## DIRECTIONS
Could you please repeat all of the entries exactly as written?

## INFORMATION SUPPLIED
◇ ◇ ◇ ◇ ◇ ◇ ◇

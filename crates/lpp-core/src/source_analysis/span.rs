// Copyright 2026 James Casey
// SPDX-License-Identifier: Apache-2.0

//! Source location tracking.
//!
//! Every token and AST node carries a [`Span`] (byte offsets, used for
//! rendering diagnostics against the source text) and a [`Position`]
//! (zero-based line/column, the coordinate system the language's error
//! messages are written in). Columns honour tab stops of 8.

use std::ops::Range;

/// A span of source code, represented as a byte offset range.
#[derive(Debug, Clone, Copy, PartialEq, Eq, Hash, Default)]
pub struct Span {
    start: u32,
    end: u32,
}

impl Span {
    /// Creates a new span from start and end byte offsets.
    #[must_use]
    pub const fn new(start: u32, end: u32) -> Self {
        Self { start, end }
    }

    /// Returns the start byte offset.
    #[must_use]
    pub const fn start(self) -> u32 {
        self.start
    }

    /// Returns the end byte offset (exclusive).
    #[must_use]
    pub const fn end(self) -> u32 {
        self.end
    }

    /// Returns the length of the span in bytes.
    #[must_use]
    pub const fn len(self) -> u32 {
        self.end - self.start
    }

    /// Returns true if the span is empty.
    #[must_use]
    pub const fn is_empty(self) -> bool {
        self.start == self.end
    }

    /// Creates a span that covers both `self` and `other`.
    #[must_use]
    pub const fn merge(self, other: Self) -> Self {
        let start = if self.start < other.start {
            self.start
        } else {
            other.start
        };
        let end = if self.end > other.end {
            self.end
        } else {
            other.end
        };
        Self { start, end }
    }

    /// Converts to a `Range<usize>` for indexing into source text.
    #[must_use]
    pub const fn as_range(self) -> Range<usize> {
        self.start as usize..self.end as usize
    }
}

impl From<Range<usize>> for Span {
    #[expect(
        clippy::cast_possible_truncation,
        reason = "source files over 4GB are not supported"
    )]
    fn from(range: Range<usize>) -> Self {
        Self::new(range.start as u32, range.end as u32)
    }
}

impl From<Span> for Range<usize> {
    fn from(span: Span) -> Self {
        span.as_range()
    }
}

impl From<Span> for miette::SourceSpan {
    fn from(span: Span) -> Self {
        (span.start as usize, span.len() as usize).into()
    }
}

/// Tab stops advance the column to the next multiple of this width.
pub const TAB_WIDTH: u32 = 8;

/// A zero-based line/column coordinate with the end column of the token.
///
/// `column` points at the first character of the token; `end_column` is
/// one past the last. Tabs advance the column to the next multiple of
/// [`TAB_WIDTH`].
#[derive(Debug, Clone, Copy, PartialEq, Eq, Hash, Default)]
pub struct Position {
    pub line: u32,
    pub column: u32,
    pub end_column: u32,
}

impl Position {
    /// Creates a new position.
    #[must_use]
    pub const fn new(line: u32, column: u32, end_column: u32) -> Self {
        Self {
            line,
            column,
            end_column,
        }
    }

    /// Returns the column reached after consuming a tab at `column`.
    #[must_use]
    pub const fn after_tab(column: u32) -> u32 {
        (column / TAB_WIDTH + 1) * TAB_WIDTH
    }
}

impl std::fmt::Display for Position {
    fn fmt(&self, f: &mut std::fmt::Formatter<'_>) -> std::fmt::Result {
        write!(f, "{}:{}", self.line, self.column)
    }
}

◇ ◇ ◇ ◇ ◇ ◇ ◇

## RESULT OF THE TASK
filename crates/lpp-core/src/source_analysis/span.rs
// Copyright 2026 James Casey
// SPDX-License-Identifier: Apache-2.0

//! Source location tracking.
//!
//! Every token and AST node carries a [`Span`] (byte offsets, used for
//! rendering diagnostics against the source text) and a [`Position`]
//! (zero-based line/column, the coordinate system the language's error
//! messages are written in). Columns honour tab stops of 8.

use std::ops::Range;

/// A span of source code, represented as a byte offset range.
#[derive(Debug, Clone, Copy, PartialEq, Eq, Hash, Default)]
pub struct Span {
    start: u32,
    end: u32,
}

impl Span {
    /// Creates a new span from start and end byte offsets.
    #[must_use]
    pub const fn new(start: u32, end: u32) -> Self {
        Self { start, end }
    }

    /// Returns the start byte offset.
    #[must_use]
    pub const fn start(self) -> u32 {
        self.start
    }

    /// Returns the end byte offset (exclusive).
    #[must_use]
    pub const fn end(self) -> u32 {
        self.end
    }

    /// Returns the length of the span in bytes.
    #[must_use]
    pub const fn len(self) -> u32 {
        self.end - self.start
    }

    /// Returns true if the span is empty.
    #[must_use]
    pub const fn is_empty(self) -> bool {
        self.start == self.end
    }

    /// Creates a span that covers both `self` and `other`.
    #[must_use]
    pub const fn merge(self, other: Self) -> Self {
        let start = if self.start < other.start {
            self.start
        } else {
            other.start
        };
        let end = if self.end > other.end {
            self.end
        } else {
            other.end
        };
        Self { start, end }
    }

    /// Converts to a `Range<usize>` for indexing into source text.
    #[must_use]
    pub const fn as_range(self) -> Range<usize> {
        self.start as usize..self.end as usize
    }
}

impl From<Range<usize>> for Span {
    #[expect(
        clippy::cast_possible_truncation,
        reason = "source files over 4GB are not supported"
    )]
    fn from(range: Range<usize>) -> Self {
        Self::new(range.start as u32, range.end as u32)
    }
}

impl From<Span> for Range<usize> {
    fn from(span: Span) -> Self {
        span.as_range()
    }
}

impl From<Span> for miette::SourceSpan {
    fn from(span: Span) -> Self {
        (span.start as usize, span.len() as usize).into()
    }
}

/// Tab stops advance the column to the next multiple of this width.
pub const TAB_WIDTH: u32 = 8;

/// A zero-based line/column coordinate with the end column of the token.
///
/// `column` points at the first character of the token; `end_column` is
/// one past the last. Tabs advance the column to the next multiple of
/// [`TAB_WIDTH`].
#[derive(Debug, Clone, Copy, PartialEq, Eq, Hash, Default)]
pub struct Position {
    pub line: u32,
    pub column: u32,
    pub end_column: u32,
}

impl Position {
    /// Creates a new position.
    #[must_use]
    pub const fn new(line: u32, column: u32, end_column: u32) -> Self {
        Self {
            line,
            column,
            end_column,
        }
    }

    /// Returns the column reached after consuming a tab at `column`.
    #[must_use]
    pub const fn after_tab(column: u32) -> u32 {
        (column / TAB_WIDTH + 1) * TAB_WIDTH
    }
}

impl std::fmt::Display for Position {
    fn fmt(&self, f: &mut std::fmt::Formatter<'_>) -> std::fmt::Result {
        write!(f, "{}:{}", self.line, self.column)
    }
}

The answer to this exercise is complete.